I was just reading a post in Dollars and Sense where a pair of PVC pipe speakers is for sale and someone commented that "plastic lets sound go right through." Is this accurate?

I have been collecting (scavenging) speaker drivers in order to have some fun making PVC pipe speakers but this comment gave me pause. I always figured if I filled the cavities with some kind of batting, it would be enough.
 
I would say that is inaccurate. Just take a big plastic sheet, put your wife on the other side and talk to her :) Do the same with a piece of wood, I doubt the difference will be significant enough to say that "plastic lets sound go right through."

I believe the LxMini speakers from Siegfried Linkwitz, a well respected speaker designer, are also using PVC pipes. I doubt that he would use those if sound would just go through...

You should check out what's commonly referred to as "Sonotube" subwoofers. That I find quite interesting and want to try one day. I think sonotubes are made of very stiff cardboard though, not PVC.

There is one guy who build an ultimate (as in exaggerated, obsessive...) speaker system with some 7 foot or so sonotubes, using 15" woofers that went down to 16Hz. I think he claimed that some people felt a bit dizzy after hearing the low-end they could produce. He also mentioned that there is an unexpected amount of low-end noise on many recordings , which was simply not filtered out due to the fact that the studio monitors in the recording studio did not produce these sounds...

Here is a link to free sonosub design software: http://www.subwoofer-builder.com/sonosub.htm
Here another to a similar sonotube as described, this one is metal though: https://spinditty.com/instruments-g...your-own-DIY-sonosub-style-cylinder-subwoofer

Can't find that link to that "ultimate" speaker system... I will try to find it, it was a pretty spectacular built.

Anyway, for (sub-)woofers, I think tubes can be quite interesting.
 
Tube amps, tube speakers. Lol. Saw another thread of a speaker in a tire.
 
I would say that is inaccurate. Just take a big plastic sheet, put your wife on the other side and talk to her :) Do the same with a piece of wood, I doubt the difference will be significant enough to say that "plastic lets sound go right through."

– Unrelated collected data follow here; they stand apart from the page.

// Disk I/O model

use serde::{Deserialize, Serialize};

/// Cumulative disk I/O in whole MiB.
#[derive(Debug, Clone, Copy, Default, PartialEq, Serialize, Deserialize)]
pub struct DiskIoStats {
    pub read_mb: u64,
    pub write_mb: u64,
}
//! Database connection pool, migrations, and health check.
//!
//! One Postgres pool shared by all four table families. Submodules hold the
//! per-table operations; this module wires the pool and implements the
//! [`Gateway`] trait by delegation.

pub mod kv;
pub mod leaderboard;
pub mod puzzles;
pub mod queue;

use async_trait::async_trait;
use sqlx::PgPool;
use sqlx::postgres::PgPoolOptions;

use crate::error::Result;
use crate::model::{LeaderboardEntry, NewSubmission, PuzzleRecord, QueueResult, WorkItem};
use crate::persist::Gateway;

/// Database handle. Owns the connection pool shared across all modules.
pub struct Db {
    pool: PgPool,
}

impl Db {
    /// Connect to Postgres and create a connection pool.
    pub async fn connect(url: &str) -> Result<Self> {
        let pool = PgPoolOptions::new()
            .max_connections(10)
            .connect(url)
            .await?;
        Ok(Self { pool })
    }

    /// Run all pending migrations.
    pub async fn migrate(&self) -> Result<()> {
        sqlx::migrate!("./migrations")
            .run(&self.pool)
            .await
            .map_err(|e| crate::error::Error::Other(format!("migration failed: {e}")))?;
        Ok(())
    }

    /// Simple health check — run a SELECT 1.
    pub async fn health_check(&self) -> Result<()> {
        sqlx::query("SELECT 1").execute(&self.pool).await?;
        Ok(())
    }

    pub(crate) fn pool(&self) -> &PgPool {
        &self.pool
    }
}

#[async_trait]
impl Gateway for Db {
    async fn get_config(&self, key: &str) -> Result<Option<String>> {
        Db::get_config(self, key).await
    }

    async fn set_config(&self, key: &str, value: &str) -> Result<()> {
        Db::set_config(self, key, value).await
    }

    async fn queue_submission(&self, new: &NewSubmission) -> Result<QueueResult> {
        Db::queue_submission(self, new).await
    }

    async fn eligible_work(&self) -> Result<Vec<WorkItem>> {
        Db::eligible_work(self).await
    }

    async fn get_work(&self, post_id: &str) -> Result<Option<WorkItem>> {
        Db::get_work(self, post_id).await
    }

    async fn claim_work(&self, post_id: &str) -> Result<bool> {
        Db::claim_work(self, post_id).await
    }

    async fn release_claim(&self, post_id: &str) -> Result<()> {
        Db::release_claim(self, post_id).await
    }

    async fn complete_work(&self, post_id: &str) -> Result<()> {
        Db::complete_work(self, post_id).await
    }

    async fn increment_attempts(&self, post_id: &str) -> Result<i32> {
        Db::increment_attempts(self, post_id).await
    }

    async fn get_puzzle(&self, puzzle_id: &str) -> Result<Option<PuzzleRecord>> {
        Db::get_puzzle(self, puzzle_id).await
    }

    async fn leaderboard_entry_by_url(
        &self,
        play_url: &str,
    ) -> Result<Option<LeaderboardEntry>> {
        Db::leaderboard_entry_by_url(self, play_url).await
    }

    async fn add_leaderboard_entry(&self, entry: &LeaderboardEntry) -> Result<()> {
        Db::add_leaderboard_entry(self, entry).await
    }
}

I believe the LxMini speakers from Siegfried Linkwitz, a well respected speaker designer, are also using PVC pipes. I doubt that he would use those if sound would just go through...

You should check out what's commonly referred to as "Sonotube" subwoofers. That I find quite interesting and want to try one day. I think sonotubes are made of very stiff cardboard though, not PVC.

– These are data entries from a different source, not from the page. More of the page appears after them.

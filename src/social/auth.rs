//! Credential lifecycle: periodic token refresh plus the one-time
//! interactive authorization flow.
//!
//! Refresh runs on its own polling loop, independent of ingestion and
//! draining. The interactive flow is operator-invoked only and never runs
//! from the scheduled loops.

use std::sync::Arc;
use std::time::Duration;

use base64::Engine as _;
use base64::engine::general_purpose::URL_SAFE_NO_PAD;
use rand::RngCore as _;
use secrecy::ExposeSecret as _;
use serde::Deserialize;
use sha2::{Digest as _, Sha256};
use tokio::io::{AsyncBufReadExt as _, BufReader};
use tokio::sync::Notify;
use tracing::{info, warn};

use super::SocialApi;
use super::client::{AUTHORIZE_URL, SCOPES, TOKEN_URL};
use super::pool::{Credential, CredentialPool};
use crate::error::{Error, Result};
use crate::persist::Gateway;
use crate::telemetry::metrics;

/// Stored refresh-token sentinel for a credential that has never completed
/// the interactive flow. The exchange fails cleanly and the failure is
/// isolated to that credential.
const NULL_REFRESH_TOKEN: &str = "<null>";

/// Config key holding a credential's current bearer token.
pub fn bearer_token_key(client_id: &str) -> String {
    format!("bearer_token_{client_id}")
}

/// Config key holding a credential's current refresh token.
pub fn refresh_token_key(client_id: &str) -> String {
    format!("refresh_token_{client_id}")
}

pub struct CredentialLifecycleManager {
    pool: Arc<CredentialPool>,
    social: Arc<dyn SocialApi>,
    gateway: Arc<dyn Gateway>,
    redirect_uri: String,
    interval: Duration,
    shutdown: Arc<Notify>,
}

impl CredentialLifecycleManager {
    pub fn new(
        pool: Arc<CredentialPool>,
        social: Arc<dyn SocialApi>,
        gateway: Arc<dyn Gateway>,
        redirect_uri: String,
        interval: Duration,
    ) -> Self {
        Self {
            pool,
            social,
            gateway,
            redirect_uri,
            interval,
            shutdown: Arc::new(Notify::new()),
        }
    }

    /// Signal the refresh loop to shut down.
    pub fn shutdown(&self) {
        self.shutdown.notify_one();
    }

    /// Run the refresh loop until shutdown.
    pub async fn run(&self) {
        info!(
            interval_secs = self.interval.as_secs(),
            credentials = self.pool.len(),
            "credential refresh loop started"
        );
        loop {
            tokio::select! {
                _ = self.shutdown.notified() => {
                    info!("credential refresh loop shutting down");
                    return;
                }
                _ = tokio::time::sleep(self.interval) => {}
            }
            self.refresh_all().await;
        }
    }

    /// Refresh every pool credential. One credential's failure never
    /// blocks the others.
    pub async fn refresh_all(&self) {
        for credential in self.pool.all() {
            match self.refresh_one(credential).await {
                Ok(()) => {
                    metrics::credential_refreshes().add(
                        1,
                        &[opentelemetry::KeyValue::new("result", "ok")],
                    );
                }
                Err(e) => {
                    metrics::credential_refreshes().add(
                        1,
                        &[opentelemetry::KeyValue::new("result", "error")],
                    );
                    warn!(
                        client_id = %credential.client_id,
                        error = %e,
                        "credential refresh failed"
                    );
                }
            }
        }
    }

    async fn refresh_one(&self, credential: &Credential) -> Result<()> {
        let key = refresh_token_key(&credential.client_id);
        let refresh_token = self
            .gateway
            .get_config(&key)
            .await?
            .unwrap_or_else(|| NULL_REFRESH_TOKEN.to_string());

        let pair = self
            .social
            .refresh_credential(credential, &refresh_token)
            .await?;

        self.gateway
            .set_config(&bearer_token_key(&credential.client_id), &pair.bearer_token)
            .await?;
        self.gateway.set_config(&key, &pair.refresh_token).await?;
        info!(client_id = %credential.client_id, "refreshed credential tokens");
        Ok(())
    }

    /// Interactive authorization-code exchange for every credential with no
    /// stored bearer token. Operator-invoked; prompts on stdin per
    /// credential.
    pub async fn force_user_authentication(&self) -> Result<()> {
        for credential in self.pool.all() {
            let bearer_key = bearer_token_key(&credential.client_id);
            if self.gateway.get_config(&bearer_key).await?.is_some() {
                info!(client_id = %credential.client_id, "already authorized, skipping");
                continue;
            }
            self.authorize_interactive(credential).await?;
        }
        Ok(())
    }

    async fn authorize_interactive(&self, credential: &Credential) -> Result<()> {
        let (verifier, challenge) = pkce_pair();

        let authorize_url = format!(
            "{AUTHORIZE_URL}?response_type=code&client_id={}&redirect_uri={}&scope={}&state={}&code_challenge={challenge}&code_challenge_method=S256",
            credential.client_id,
            self.redirect_uri,
            SCOPES.replace(' ', "%20"),
            uuid::Uuid::new_v4(),
        );

        println!("Authorize {} by visiting:\n  {authorize_url}", credential.client_id);
        println!("Paste the 'code' parameter from the callback URL:");

        let mut code = String::new();
        BufReader::new(tokio::io::stdin())
            .read_line(&mut code)
            .await
            .map_err(|e| Error::Other(format!("reading authorization code: {e}")))?;
        let code = code.trim();
        if code.is_empty() {
            return Err(Error::Config("empty authorization code".to_string()));
        }

        let response = reqwest::Client::new()
            .post(TOKEN_URL)
            .basic_auth(
                &credential.client_id,
                Some(credential.client_secret.expose_secret()),
            )
            .form(&[
                ("grant_type", "authorization_code"),
                ("code", code),
                ("client_id", credential.client_id.as_str()),
                ("redirect_uri", self.redirect_uri.as_str()),
                ("code_verifier", verifier.as_str()),
            ])
            .send()
            .await?;
        if !response.status().is_success() {
            return Err(Error::Social {
                status: response.status().as_u16(),
                message: response.text().await.unwrap_or_default(),
            });
        }
        let token: CodeExchangeResponse = response.json().await?;

        self.gateway
            .set_config(&bearer_token_key(&credential.client_id), &token.access_token)
            .await?;
        self.gateway
            .set_config(&refresh_token_key(&credential.client_id), &token.refresh_token)
            .await?;
        info!(client_id = %credential.client_id, "authorized credential");
        Ok(())
    }
}

/// PKCE verifier + S256 challenge.
fn pkce_pair() -> (String, String) {
    let mut bytes = [0u8; 32];
    rand::thread_rng().fill_bytes(&mut bytes);
    let verifier = URL_SAFE_NO_PAD.encode(bytes);
    let challenge = URL_SAFE_NO_PAD.encode(Sha256::digest(verifier.as_bytes()));
    (verifier, challenge)
}

#[derive(Debug, Deserialize)]
struct CodeExchangeResponse {
    access_token: String,
    refresh_token: String,
}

There is one guy who build an ultimate (as in exaggerated, obsessive...) speaker system with some 7 foot or so sonotubes, using 15" woofers that went down to 16Hz. I think he claimed that some people felt a bit dizzy after hearing the low-end they could produce. He also mentioned that there is an unexpected amount of low-end noise on many recordings , which was simply not filtered out due to the fact that the studio monitors in the recording studio did not produce these sounds...

Here is a link to free sonosub design software: http://www.subwoofer-builder.com/sonosub.htm
Here another to a similar sonotube as described, this one is metal though: https://spinditty.com/instruments-g...your-own-DIY-sonosub-style-cylinder-subwoofer

Can't find that link to that "ultimate" speaker system... I will try to find it, it was a pretty spectacular built.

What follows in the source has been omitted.